Just noticed this potentially interesting development in Wales regarding patient access.
Afraid I know nothing more than appears on the website - quoted below.
Of course patients are better prepared. The idea that a short consultation has been supposed to handle the consultant giving information, the patient digesting it, and then asking questions always was ridiculous.
Interesting, and frustrating, that they include diabetes but (need I say it?) not thyroid.
A new digital service giving patients access to records to be trialled in Bridgend
By Rhys Gregory On Aug 20, 2018
A new digital service called Patients Know Best (PKB) is helping empower patients to be more involved in their care by securely giving them access to their own health records.
As well as having 24/7 access to their records, patients can now choose who they want to share the information with, and work much more closely and easily with clinicians to manage their future care as a team. Care plans can be created digitally with input from patients and clinicians, and videos and other media content to help patients better understand their condition and manage care are also available.
By making it simpler for patients to choose who can see their information, patients can easily share it with other agencies or healthcare professionals, smoothing the way for much easier cross-boundary or multi-agency care. They can also share the information with relatives and carers.
PKB also allows clinicians to conduct virtual clinics, so patients don’t always need to attend an outpatients clinic, and the app can connect to devices like ones used to monitor blood sugar levels.
Following a successful pilot in three departments in Morriston, Singleton and Neath Port Talbot hospitals, a growing number of outpatients in the Princess of Wales Hospital in Bridgend are now being offered PKB access to their personal online health record.
ABMU is the first in Wales to offer patients PKB, but there is now growing interest from health boards across Wales.
ABMU has been working in partnership with Welsh Government which part-funded the early demonstrator pilot through its Efficiency Through Technology fund and NHS Wales Informatics Service (NWIS) which has helped to integrate PKB with national data systems.
Hamish Laing, chair of the PKB Project Board and former ABMU Medical Director, said:
“There is good evidence that giving patients greater access to their own health information and care plans, as well as other information about their health, helps them to take greater control of their health and offers us better ways to support them in doing so.”
Dr Mohammad Al-Ubayfii, chief executive of Patients Know Best said:
“The NWIS and PKB integration is the first time a nation has allowed the data to move anywhere with the patient.

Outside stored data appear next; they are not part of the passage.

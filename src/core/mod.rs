pub mod metrics;

use serde::{Deserialize, Serialize};
use std::collections::BTreeSet;
use std::path::PathBuf;

/// Language (or language-independent marker) of one token.
pub type Tag = String;

/// Ordered tags of one segment of text, one per token.
pub type Utterance = Vec<Tag>;

/// Ordered utterances; order matters for matrix-language continuity.
pub type Corpus = Vec<Utterance>;

/// Tags ignored when computing code-switch statistics, typically
/// punctuation, named entities and other language-independent tokens.
#[derive(Clone, Debug, Default, PartialEq, Eq, Serialize, Deserialize)]
#[serde(transparent)]
pub struct ExcludeSet(BTreeSet<Tag>);

impl ExcludeSet {
    pub fn contains(&self, tag: &str) -> bool {
        self.0.contains(tag)
    }

    pub fn len(&self) -> usize {
        self.0.len()
    }

    pub fn is_empty(&self) -> bool {
        self.0.is_empty()
    }

    pub fn iter(&self) -> impl Iterator<Item = &str> {
        self.0.iter().map(String::as_str)
    }
}

impl<S: Into<Tag>> FromIterator<S> for ExcludeSet {
    fn from_iter<I: IntoIterator<Item = S>>(iter: I) -> Self {
        Self(iter.into_iter().map(Into::into).collect())
    }
}

/// Most frequent non-excluded tag of an utterance.
///
/// `tag` is `None` when every token is excluded, in which case `tokens` is 0.
#[derive(Clone, Copy, Debug, PartialEq, Eq)]
pub struct MatrixLanguage<'a> {
    pub tag: Option<&'a str>,
    pub tokens: usize,
}

/// Every per-utterance quantity the corpus aggregate is built from.
#[derive(Clone, Debug, PartialEq, Serialize, Deserialize)]
pub struct UtteranceProfile {
    pub tokens: usize,
    pub language_tokens: usize,
    pub matrix_tag: Option<Tag>,
    pub matrix_tokens: usize,
    pub alternations: usize,
    pub code_switched: bool,
    /// Complexity in `[0, 100]`.
    pub score: f64,
}

/// Raw corpus counts for reporting.
#[derive(Clone, Copy, Debug, Default, PartialEq, Eq, Serialize, Deserialize)]
pub struct CorpusStats {
    /// All tokens, excluded tags included.
    pub tokens: usize,
    pub utterances: usize,
    pub switched: usize,
}

impl CorpusStats {
    /// Percentage of code-switched utterances, 0 for an empty corpus.
    pub fn switched_ratio(&self) -> f64 {
        if self.utterances == 0 {
            return 0.0;
        }
        self.switched as f64 / self.utterances as f64 * 100.0
    }
}

/// Everything reported for one corpus file.
#[derive(Clone, Debug, PartialEq, Serialize, Deserialize)]
pub struct CorpusReport {
    pub dataset: String,
    pub path: PathBuf,
    #[serde(flatten)]
    pub stats: CorpusStats,
    pub switched_percent: f64,
    pub score: f64,
    pub excluded_tags: Vec<Tag>,
    #[serde(default, skip_serializing_if = "Option::is_none")]
    pub profiles: Option<Vec<UtteranceProfile>>,
}

#[cfg(test)]
mod tests {
    use super::*;

    #[test]
    fn test_exclude_set_lookup_by_str() {
        let exclude: ExcludeSet = ["other", "ne"].into_iter().collect();
        assert!(exclude.contains("ne"));
        assert!(!exclude.contains("lang1"));
        assert_eq!(exclude.len(), 2);
    }

    #[test]
    fn test_exclude_set_iterates_sorted() {
        let exclude: ExcludeSet = ["unk", "ambiguous", "other"].into_iter().collect();
        let tags: Vec<_> = exclude.iter().collect();
        assert_eq!(tags, vec!["ambiguous", "other", "unk"]);
    }

    #[test]
    fn test_switched_ratio() {
        let stats = CorpusStats {
            tokens: 20,
            utterances: 4,
            switched: 1,
        };
        assert_eq!(stats.switched_ratio(), 25.0);
        assert_eq!(CorpusStats::default().switched_ratio(), 0.0);
    }
}
use crate::io::output::OutputFormat;
use clap::{Parser, Subcommand};
use std::path::PathBuf;

#[derive(Parser, Debug)]
#[command(name = "codemix")]
#[command(about = "Code-switching complexity analyzer for language-tagged corpora", long_about = None)]
#[command(version)]
pub struct Cli {
    /// Increase log verbosity (can be repeated: -v, -vv)
    #[arg(short = 'v', long = "verbose", action = clap::ArgAction::Count, global = true)]
    pub verbosity: u8,

    #[command(subcommand)]
    pub command: Commands,
}

#[derive(Subcommand, Debug)]
pub enum Commands {
    /// Score one or more tagged corpus files
    Analyze {
        /// Corpus files (one per dataset split)
        #[arg(required = true)]
        paths: Vec<PathBuf>,

        /// Output format (defaults to the config file, then terminal)
        #[arg(short, long, value_enum)]
        format: Option<OutputFormat>,

        /// Output file (defaults to stdout)
        #[arg(short, long)]
        output: Option<PathBuf>,

        /// Configuration file (defaults to the nearest .codemix.toml)
        #[arg(short, long, env = "CODEMIX_CONFIG")]
        config: Option<PathBuf>,

        /// Language tags to measure; every other tag is excluded
        #[arg(long, value_delimiter = ',')]
        languages: Option<Vec<String>>,

        /// Explicit tags to exclude instead of deriving them
        #[arg(long, value_delimiter = ',')]
        exclude: Option<Vec<String>>,

        /// Include each utterance's counts and score
        #[arg(long = "per-utterance")]
        per_utterance: bool,

        /// Disable parallel processing
        #[arg(long = "no-parallel")]
        no_parallel: bool,

        /// Disable colored output
        #[arg(long)]
        plain: bool,
    },

    /// Initialize configuration file
    Init {
        /// Force overwrite existing config
        #[arg(short, long)]
        force: bool,
    },
}
//! Error types for codemix operations.
//!
//! The evaluator itself is pure computation, so the taxonomy is narrow:
//! precondition violations (empty corpus, empty utterance), loader format
//! errors, configuration errors and I/O failures at the edges.
//!
//! # Error Codes
//!
//! - E001: I/O errors
//! - E010: Corpus format errors
//! - E020: Configuration errors
//! - E030-E031: Evaluator precondition violations
//!
//! # Example
//!
//! ```rust
//! use codemix::errors::CodemixError;
//!
//! let err = CodemixError::parse("missing tag field", Some("train.conll".into()), 3);
//! assert!(err.is_user_fixable());
//! assert_eq!(err.code(), "E010");
//! ```

use std::path::PathBuf;
use thiserror::Error;

/// Result alias used throughout the library.
pub type Result<T> = std::result::Result<T, CodemixError>;

#[derive(Debug, Error)]
pub enum CodemixError {
    /// A corpus with no utterances was handed to the evaluator.
    #[error("cannot evaluate an empty corpus")]
    EmptyCorpus,

    /// An utterance with no tokens was handed to the evaluator.
    #[error("utterance {index} is empty")]
    EmptyUtterance { index: usize },

    /// Malformed line in a tagged corpus file.
    #[error("{}line {line}: {message}", display_path(.path))]
    Parse {
        path: Option<PathBuf>,
        line: usize,
        message: String,
    },

    /// Invalid or unreadable configuration.
    #[error("{}{message}", display_path(.path))]
    Config {
        path: Option<PathBuf>,
        message: String,
    },

    #[error("failed to read {}: {source}", .path.display())]
    Io {
        path: PathBuf,
        #[source]
        source: std::io::Error,
    },
}

fn display_path(path: &Option<PathBuf>) -> String {
    path.as_ref()
        .map(|p| format!("{}: ", p.display()))
        .unwrap_or_default()
}

impl CodemixError {
    pub fn parse(message: impl Into<String>, path: Option<PathBuf>, line: usize) -> Self {
        Self::Parse {
            path,
            line,
            message: message.into(),
        }
    }

    pub fn config(message: impl Into<String>, path: Option<PathBuf>) -> Self {
        Self::Config {
            path,
            message: message.into(),
        }
    }

    pub fn io(path: impl Into<PathBuf>, source: std::io::Error) -> Self {
        Self::Io {
            path: path.into(),
            source,
        }
    }

    /// Stable error code for programmatic handling.
    #[must_use]
    pub const fn code(&self) -> &'static str {
        match self {
            Self::Io { .. } => "E001",
            Self::Parse { .. } => "E010",
            Self::Config { .. } => "E020",
            Self::EmptyCorpus => "E030",
            Self::EmptyUtterance { .. } => "E031",
        }
    }

    /// Whether the user can fix this error by changing their input.
    #[must_use]
    pub fn is_user_fixable(&self) -> bool {
        !matches!(self, Self::Io { .. })
    }

    /// Finds the innermost `CodemixError` under any context layers.
    pub fn find_in(err: &anyhow::Error) -> Option<&Self> {
        err.chain().find_map(|cause| cause.downcast_ref::<Self>())
    }
}

#[cfg(test)]
mod tests {
    use super::*;

    #[test]
    fn test_parse_error_message_includes_path_and_line() {
        let err = CodemixError::parse("missing tag field", Some("dev.conll".into()), 7);
        assert_eq!(err.to_string(), "dev.conll: line 7: missing tag field");
    }

    #[test]
    fn test_parse_error_without_path() {
        let err = CodemixError::parse("missing tag field", None, 2);
        assert_eq!(err.to_string(), "line 2: missing tag field");
    }

    #[test]
    fn test_error_codes() {
        assert_eq!(CodemixError::EmptyCorpus.code(), "E030");
        assert_eq!(CodemixError::EmptyUtterance { index: 0 }.code(), "E031");
        assert_eq!(CodemixError::config("bad", None).code(), "E020");
    }

    #[test]
    fn test_io_errors_are_not_user_fixable() {
        let err = CodemixError::io(
            "missing.conll",
            std::io::Error::new(std::io::ErrorKind::PermissionDenied, "denied"),
        );
        assert!(!err.is_user_fixable());
        assert!(CodemixError::EmptyCorpus.is_user_fixable());
    }

    #[test]
    fn test_find_in_context_chain() {
        let err = anyhow::Error::new(CodemixError::EmptyCorpus).context("Failed to score dev.conll");
        assert_eq!(CodemixError::find_in(&err).map(CodemixError::code), Some("E030"));
        assert!(CodemixError::find_in(&anyhow::anyhow!("plain")).is_none());
    }
}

It’s great to work with the government of Wales to offer this progressive approach to patients.”
Cardiac outpatient Deborah Isidoro from Pencoed, started using PKB a few weeks ago.
After suffering a heart attack in 2016, aged just 49, she was one of the first cardiology patients offered PKB when it was launched in the Princess of Wales Hospital last month.
She said: “I like the way that I am now able to see my results online, so I’m better prepared ahead of an appointment. I’m able to think about the questions I want to ask ahead of speaking to my nurse.
“It gives me more understanding of what’s going on – it is empowering in a way. Before, I’d go to an appointment and be told about my results and it might not have been afterwards that I’d have thought of something I’d like to have asked. Now I am much better prepared.”
ABMU patients currently using PKB include cardiac and Parkinson’s, and chronic obstructive pulmonary disease patients are also going live. However clinicians from many other specialties may also soon be offering PKB to their patients, as the roll out continues – with PKB being offered to patients throughout ABMU in diabetes, urology, Ears Nose and Throat and gastroenterology from this autumn.